| Task |
Tally up the lines below that include the word "BindGroupLayoutWithDesc". Answer with the number alone.

| Dataset records |

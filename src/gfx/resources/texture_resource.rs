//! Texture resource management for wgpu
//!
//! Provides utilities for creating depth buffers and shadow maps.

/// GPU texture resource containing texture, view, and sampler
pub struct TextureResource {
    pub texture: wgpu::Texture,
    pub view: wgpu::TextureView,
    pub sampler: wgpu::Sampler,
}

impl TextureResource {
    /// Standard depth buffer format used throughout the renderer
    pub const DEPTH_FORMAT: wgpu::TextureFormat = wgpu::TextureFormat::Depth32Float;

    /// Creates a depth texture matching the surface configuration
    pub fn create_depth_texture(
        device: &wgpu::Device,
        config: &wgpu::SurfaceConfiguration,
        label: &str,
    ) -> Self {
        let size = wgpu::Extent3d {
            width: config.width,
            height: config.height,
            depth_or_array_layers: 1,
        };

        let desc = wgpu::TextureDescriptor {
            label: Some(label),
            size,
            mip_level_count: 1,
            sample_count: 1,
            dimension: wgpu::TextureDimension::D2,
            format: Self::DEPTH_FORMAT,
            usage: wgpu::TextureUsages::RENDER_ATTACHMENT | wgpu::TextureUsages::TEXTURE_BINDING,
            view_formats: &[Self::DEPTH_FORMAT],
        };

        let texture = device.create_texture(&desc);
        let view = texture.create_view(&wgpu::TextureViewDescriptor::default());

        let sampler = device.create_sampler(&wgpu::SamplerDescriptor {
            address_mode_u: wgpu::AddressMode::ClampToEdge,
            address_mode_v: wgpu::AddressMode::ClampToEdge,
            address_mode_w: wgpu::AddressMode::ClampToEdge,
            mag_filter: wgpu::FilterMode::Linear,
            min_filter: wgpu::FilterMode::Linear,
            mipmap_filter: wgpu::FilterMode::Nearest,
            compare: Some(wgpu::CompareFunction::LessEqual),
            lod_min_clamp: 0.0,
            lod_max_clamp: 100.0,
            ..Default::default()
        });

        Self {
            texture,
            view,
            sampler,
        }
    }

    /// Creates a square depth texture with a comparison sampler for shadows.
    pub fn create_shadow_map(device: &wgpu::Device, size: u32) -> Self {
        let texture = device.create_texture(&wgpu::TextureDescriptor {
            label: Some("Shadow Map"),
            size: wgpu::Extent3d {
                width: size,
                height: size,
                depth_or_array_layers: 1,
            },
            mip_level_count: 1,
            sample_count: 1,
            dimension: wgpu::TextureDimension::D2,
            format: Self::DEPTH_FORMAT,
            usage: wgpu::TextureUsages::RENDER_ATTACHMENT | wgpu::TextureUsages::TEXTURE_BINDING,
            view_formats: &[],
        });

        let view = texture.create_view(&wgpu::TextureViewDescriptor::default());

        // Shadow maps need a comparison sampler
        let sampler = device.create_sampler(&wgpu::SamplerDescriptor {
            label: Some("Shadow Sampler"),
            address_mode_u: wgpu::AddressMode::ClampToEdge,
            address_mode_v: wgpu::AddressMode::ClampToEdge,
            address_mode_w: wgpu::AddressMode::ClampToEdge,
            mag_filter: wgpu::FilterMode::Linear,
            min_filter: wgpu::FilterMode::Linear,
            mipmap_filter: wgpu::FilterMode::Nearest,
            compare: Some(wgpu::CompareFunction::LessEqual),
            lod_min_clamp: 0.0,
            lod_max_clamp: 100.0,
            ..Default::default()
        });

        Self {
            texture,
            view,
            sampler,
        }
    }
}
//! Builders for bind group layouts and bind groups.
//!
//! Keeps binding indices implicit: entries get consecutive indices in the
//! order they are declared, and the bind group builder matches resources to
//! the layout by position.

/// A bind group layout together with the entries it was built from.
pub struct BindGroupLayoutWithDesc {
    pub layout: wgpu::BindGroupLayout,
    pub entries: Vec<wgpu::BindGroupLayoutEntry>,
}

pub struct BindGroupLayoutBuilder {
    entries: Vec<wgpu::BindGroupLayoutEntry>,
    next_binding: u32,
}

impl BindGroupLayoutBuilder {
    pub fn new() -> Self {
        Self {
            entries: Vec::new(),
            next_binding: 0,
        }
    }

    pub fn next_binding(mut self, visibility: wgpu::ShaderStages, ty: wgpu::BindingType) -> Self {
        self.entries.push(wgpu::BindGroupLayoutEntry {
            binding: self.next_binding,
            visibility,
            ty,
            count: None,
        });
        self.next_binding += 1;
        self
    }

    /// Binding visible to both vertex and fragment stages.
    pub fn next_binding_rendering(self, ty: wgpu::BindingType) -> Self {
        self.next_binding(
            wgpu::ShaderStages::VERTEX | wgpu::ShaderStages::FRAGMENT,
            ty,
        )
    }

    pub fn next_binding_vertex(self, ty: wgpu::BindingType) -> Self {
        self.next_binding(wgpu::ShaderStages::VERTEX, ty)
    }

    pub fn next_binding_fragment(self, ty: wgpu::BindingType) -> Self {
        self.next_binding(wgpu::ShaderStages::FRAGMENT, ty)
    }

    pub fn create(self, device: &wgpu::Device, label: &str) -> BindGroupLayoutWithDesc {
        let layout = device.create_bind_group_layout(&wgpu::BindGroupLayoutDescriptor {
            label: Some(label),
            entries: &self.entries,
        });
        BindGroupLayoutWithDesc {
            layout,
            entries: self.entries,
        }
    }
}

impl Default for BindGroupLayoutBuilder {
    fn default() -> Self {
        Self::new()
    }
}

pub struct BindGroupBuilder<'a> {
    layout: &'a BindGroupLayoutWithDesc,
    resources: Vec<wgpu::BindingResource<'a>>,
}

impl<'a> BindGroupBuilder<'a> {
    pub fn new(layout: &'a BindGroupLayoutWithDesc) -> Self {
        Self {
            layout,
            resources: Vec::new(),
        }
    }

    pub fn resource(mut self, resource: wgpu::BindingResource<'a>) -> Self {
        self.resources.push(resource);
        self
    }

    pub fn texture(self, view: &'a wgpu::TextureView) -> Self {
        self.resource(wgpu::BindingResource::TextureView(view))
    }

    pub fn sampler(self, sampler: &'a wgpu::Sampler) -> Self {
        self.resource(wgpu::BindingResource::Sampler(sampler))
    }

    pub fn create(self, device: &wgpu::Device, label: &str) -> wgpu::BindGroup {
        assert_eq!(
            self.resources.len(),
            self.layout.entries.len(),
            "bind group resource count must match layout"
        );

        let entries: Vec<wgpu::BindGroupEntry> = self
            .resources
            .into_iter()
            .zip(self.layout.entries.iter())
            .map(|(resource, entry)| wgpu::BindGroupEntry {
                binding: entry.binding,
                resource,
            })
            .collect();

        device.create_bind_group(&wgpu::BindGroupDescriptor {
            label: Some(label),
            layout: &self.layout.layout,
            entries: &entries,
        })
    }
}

* * *

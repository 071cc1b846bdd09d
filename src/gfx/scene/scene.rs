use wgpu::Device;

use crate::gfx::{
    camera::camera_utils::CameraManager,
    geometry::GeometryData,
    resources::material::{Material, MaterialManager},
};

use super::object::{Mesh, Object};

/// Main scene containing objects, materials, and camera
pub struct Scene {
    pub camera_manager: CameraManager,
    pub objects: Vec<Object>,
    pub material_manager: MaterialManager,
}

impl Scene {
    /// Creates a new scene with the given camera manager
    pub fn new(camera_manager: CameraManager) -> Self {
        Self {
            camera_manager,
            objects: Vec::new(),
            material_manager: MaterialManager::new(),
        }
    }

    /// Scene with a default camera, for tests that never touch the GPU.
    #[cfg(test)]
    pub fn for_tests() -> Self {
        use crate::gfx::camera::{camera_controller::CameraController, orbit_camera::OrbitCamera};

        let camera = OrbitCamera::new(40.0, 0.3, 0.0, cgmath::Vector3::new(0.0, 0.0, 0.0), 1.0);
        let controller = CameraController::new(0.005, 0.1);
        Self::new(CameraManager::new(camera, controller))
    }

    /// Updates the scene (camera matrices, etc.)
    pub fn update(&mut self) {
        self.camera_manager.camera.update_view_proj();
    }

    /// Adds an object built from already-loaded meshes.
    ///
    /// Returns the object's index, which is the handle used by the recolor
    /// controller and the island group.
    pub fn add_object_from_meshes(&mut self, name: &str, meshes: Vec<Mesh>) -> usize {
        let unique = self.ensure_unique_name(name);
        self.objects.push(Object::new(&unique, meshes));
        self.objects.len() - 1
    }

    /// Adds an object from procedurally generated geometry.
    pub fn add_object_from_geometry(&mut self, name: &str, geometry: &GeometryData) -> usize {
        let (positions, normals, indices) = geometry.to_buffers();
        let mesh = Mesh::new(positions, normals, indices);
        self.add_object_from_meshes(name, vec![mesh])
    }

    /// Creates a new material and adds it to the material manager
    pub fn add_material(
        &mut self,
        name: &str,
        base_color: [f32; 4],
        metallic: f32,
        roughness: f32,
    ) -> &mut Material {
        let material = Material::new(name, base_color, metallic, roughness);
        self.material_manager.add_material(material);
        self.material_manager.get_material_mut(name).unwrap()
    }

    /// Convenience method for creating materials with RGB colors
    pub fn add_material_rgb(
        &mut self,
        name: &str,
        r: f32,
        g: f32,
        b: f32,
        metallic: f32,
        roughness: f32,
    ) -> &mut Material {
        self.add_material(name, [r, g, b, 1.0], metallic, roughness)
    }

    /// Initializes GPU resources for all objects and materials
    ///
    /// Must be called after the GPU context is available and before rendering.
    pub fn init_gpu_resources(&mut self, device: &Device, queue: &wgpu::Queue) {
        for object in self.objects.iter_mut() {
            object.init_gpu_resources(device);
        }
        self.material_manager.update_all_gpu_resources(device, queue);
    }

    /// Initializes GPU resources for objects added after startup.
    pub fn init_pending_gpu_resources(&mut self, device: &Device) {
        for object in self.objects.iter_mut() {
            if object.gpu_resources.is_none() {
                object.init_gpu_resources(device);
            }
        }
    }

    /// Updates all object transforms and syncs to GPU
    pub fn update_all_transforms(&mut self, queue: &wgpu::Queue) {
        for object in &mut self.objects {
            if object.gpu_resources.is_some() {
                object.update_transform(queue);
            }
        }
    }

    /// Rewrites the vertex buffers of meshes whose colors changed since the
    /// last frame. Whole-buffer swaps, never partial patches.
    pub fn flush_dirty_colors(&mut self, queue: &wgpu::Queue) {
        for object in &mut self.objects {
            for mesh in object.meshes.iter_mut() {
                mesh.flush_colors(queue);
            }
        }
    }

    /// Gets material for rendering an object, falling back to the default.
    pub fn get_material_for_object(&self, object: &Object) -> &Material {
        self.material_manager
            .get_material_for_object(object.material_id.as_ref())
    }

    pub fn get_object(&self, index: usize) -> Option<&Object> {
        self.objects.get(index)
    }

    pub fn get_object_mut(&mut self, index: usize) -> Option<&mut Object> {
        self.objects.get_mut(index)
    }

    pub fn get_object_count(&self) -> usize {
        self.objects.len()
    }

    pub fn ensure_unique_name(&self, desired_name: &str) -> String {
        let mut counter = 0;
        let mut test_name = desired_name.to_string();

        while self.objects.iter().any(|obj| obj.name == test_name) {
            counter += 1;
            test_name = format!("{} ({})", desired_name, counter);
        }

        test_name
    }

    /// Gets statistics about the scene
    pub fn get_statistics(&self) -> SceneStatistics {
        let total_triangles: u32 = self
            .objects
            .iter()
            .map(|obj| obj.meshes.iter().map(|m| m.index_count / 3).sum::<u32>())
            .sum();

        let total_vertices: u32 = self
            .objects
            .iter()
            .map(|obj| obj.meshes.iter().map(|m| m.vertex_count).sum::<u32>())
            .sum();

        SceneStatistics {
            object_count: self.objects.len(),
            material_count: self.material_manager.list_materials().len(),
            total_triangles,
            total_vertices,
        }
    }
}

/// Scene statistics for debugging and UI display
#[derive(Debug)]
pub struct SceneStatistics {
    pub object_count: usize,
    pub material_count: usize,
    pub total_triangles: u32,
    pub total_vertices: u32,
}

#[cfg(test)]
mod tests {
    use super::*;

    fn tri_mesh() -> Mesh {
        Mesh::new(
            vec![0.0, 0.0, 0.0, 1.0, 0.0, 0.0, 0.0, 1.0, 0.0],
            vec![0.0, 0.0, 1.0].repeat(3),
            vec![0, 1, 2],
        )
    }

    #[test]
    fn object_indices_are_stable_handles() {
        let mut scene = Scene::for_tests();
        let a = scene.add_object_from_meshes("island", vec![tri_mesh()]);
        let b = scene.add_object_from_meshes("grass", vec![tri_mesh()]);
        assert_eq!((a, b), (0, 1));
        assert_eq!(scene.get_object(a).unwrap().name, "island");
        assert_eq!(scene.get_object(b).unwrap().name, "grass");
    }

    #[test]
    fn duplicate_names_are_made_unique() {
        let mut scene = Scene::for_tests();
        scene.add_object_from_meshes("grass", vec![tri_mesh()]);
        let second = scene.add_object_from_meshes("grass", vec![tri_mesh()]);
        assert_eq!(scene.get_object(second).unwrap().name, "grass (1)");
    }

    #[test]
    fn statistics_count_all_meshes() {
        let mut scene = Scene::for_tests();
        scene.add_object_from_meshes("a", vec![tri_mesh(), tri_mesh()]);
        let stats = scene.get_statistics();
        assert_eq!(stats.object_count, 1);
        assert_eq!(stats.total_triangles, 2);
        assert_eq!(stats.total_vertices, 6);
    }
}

| Expected answer |
5